Only one stretch of the records below is wanted: the lines from the one holding "value, bind, validate))]" through the one holding "let Data::Struct(data) = &input.data". Return it exactly, both ends included.

[Data excerpts Boundary: Start]

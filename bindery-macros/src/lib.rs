//! Derive macro for bindery binding shapes.
//!
//! `#[derive(Describe)]` turns a struct with named fields into a composite
//! shape whose fields carry their value tags and validation rules.

use proc_macro::TokenStream;
use proc_macro2::TokenStream as TokenStream2;
use quote::quote;
use syn::ext::IdentExt;
use syn::{
    Data, DeriveInput, Field, Fields, GenericParam, LitStr, Path, parse_macro_input, parse_quote,
};

/// Derives `bindery_bind::Describe` for a struct with named fields.
///
/// Supported field attributes are `#[value("${key:=default}||splitter")]`,
/// `#[bind(embed)]`, `#[bind(skip)]` and `#[validate(name = "rule")]`.
///
/// The generated code refers to `::bindery_bind`. Crates reaching it through
/// a re-export name that path with `#[describe(crate = "bindery::bind")]`.
#[proc_macro_derive(Describe, attributes(describe, value, bind, validate))]
pub fn derive_describe(input: TokenStream) -> TokenStream {
    let input = parse_macro_input!(input as DeriveInput);
    expand(input)
        .unwrap_or_else(syn::Error::into_compile_error)
        .into()
}

#[derive(Default)]
struct FieldAttrs {
    tag: Option<LitStr>,
    embed: bool,
    skip: bool,
    rules: Vec<(String, LitStr)>,
}

fn expand(mut input: DeriveInput) -> syn::Result<TokenStream2> {
    let Data::Struct(data) = &input.data else {
        return Err(syn::Error::new_spanned(
            &input.ident,
            "Describe can only be derived for structs",
        ));
    };
    let Fields::Named(named) = &data.fields else {
        return Err(syn::Error::new_spanned(
            &input.ident,
            "Describe requires named fields",
        ));
    };

    let krate = crate_path(&input)?;
    let mut specs = Vec::with_capacity(named.named.len());
    for field in &named.named {
        if let Some(spec) = field_spec(field, &krate)? {
            specs.push(spec);
        }
    }

    for param in &mut input.generics.params {
        match param {
            GenericParam::Type(ty) => {
                ty.bounds.push(parse_quote!(#krate::Describe));
                ty.bounds.push(parse_quote!('static));
            }
            GenericParam::Lifetime(lifetime) => {
                return Err(syn::Error::new_spanned(
                    lifetime,
                    "Describe cannot be derived for borrowed structs",
                ));
            }
            GenericParam::Const(_) => {}
        }
    }

    let ident = &input.ident;
    let (impl_generics, ty_generics, where_clause) = input.generics.split_for_impl();
    Ok(quote! {
        impl #impl_generics #krate::Describe for #ident #ty_generics #where_clause {
            fn shape() -> #krate::Shape {
                #krate::Shape::composite::<Self>(::std::vec![#(#specs),*])
            }
        }
    })
}

fn crate_path(input: &DeriveInput) -> syn::Result<Path> {
    let mut krate = None;
    for attr in &input.attrs {
        if !attr.path().is_ident("describe") {
            continue;
        }
        attr.parse_nested_meta(|meta| {
            if meta.path.is_ident("crate") {
                let path: LitStr = meta.value()?.parse()?;
                krate = Some(path.parse()?);
                Ok(())
            } else {
                Err(meta.error("expected `crate = \"path\"`"))
            }
        })?;
    }
    Ok(krate.unwrap_or_else(|| parse_quote!(::bindery_bind)))
}

fn field_spec(field: &Field, krate: &Path) -> syn::Result<Option<TokenStream2>> {
    let attrs = field_attrs(field)?;
    if attrs.skip {
        return Ok(None);
    }
    let Some(ident) = &field.ident else {
        return Err(syn::Error::new_spanned(field, "expected a named field"));
    };
    let name = ident.unraw().to_string();
    let ty = &field.ty;
    let shape = quote!(<#ty as #krate::Describe>::shape);

    let mut spec = match (&attrs.tag, attrs.embed) {
        (Some(tag), false) => quote!(#krate::FieldSpec::tagged(#name, #tag, #shape)),
        (None, true) => quote!(#krate::FieldSpec::embedded(#name, #shape)),
        (None, false) => quote!(#krate::FieldSpec::nested(#name, #shape)),
        (Some(tag), true) => {
            return Err(syn::Error::new_spanned(
                tag,
                "an embedded field shares its parent's key and cannot carry a value tag",
            ));
        }
    };
    for (validator, rule) in &attrs.rules {
        spec = quote!(#spec.rule(#validator, #rule));
    }
    Ok(Some(spec))
}

fn field_attrs(field: &Field) -> syn::Result<FieldAttrs> {
    let mut attrs = FieldAttrs::default();
    for attr in &field.attrs {
        if attr.path().is_ident("value") {
            let tag: LitStr = attr.parse_args()?;
            let text = tag.value();
            match (text.find("${"), text.rfind('}')) {
                (Some(open), Some(close)) if open < close => {}
                _ => {
                    return Err(syn::Error::new_spanned(
                        &tag,
                        "value tag must look like `${key:=default}`",
                    ));
                }
            }
            attrs.tag = Some(tag);
        } else if attr.path().is_ident("bind") {
            attr.parse_nested_meta(|meta| {
                if meta.path.is_ident("embed") {
                    attrs.embed = true;
                    Ok(())
                } else if meta.path.is_ident("skip") {
                    attrs.skip = true;
                    Ok(())
                } else {
                    Err(meta.error("expected `embed` or `skip`"))
                }
            })?;
        } else if attr.path().is_ident("validate") {
            attr.parse_nested_meta(|meta| {
                let name = meta
                    .path
                    .get_ident()
                    .ok_or_else(|| meta.error("expected a validator name"))?
                    .unraw()
                    .to_string();
                let rule: LitStr = meta.value()?.parse()?;
                attrs.rules.push((name, rule));
                Ok(())
            })?;
        }
    }
    Ok(attrs)
}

[Data excerpts Boundary: End]

# Task solution:
#[proc_macro_derive(Describe, attributes(describe, value, bind, validate))]
pub fn derive_describe(input: TokenStream) -> TokenStream {
    let input = parse_macro_input!(input as DeriveInput);
    expand(input)
        .unwrap_or_else(syn::Error::into_compile_error)
        .into()
}

#[derive(Default)]
struct FieldAttrs {
    tag: Option<LitStr>,
    embed: bool,
    skip: bool,
    rules: Vec<(String, LitStr)>,
}

fn expand(mut input: DeriveInput) -> syn::Result<TokenStream2> {
    let Data::Struct(data) = &input.data else {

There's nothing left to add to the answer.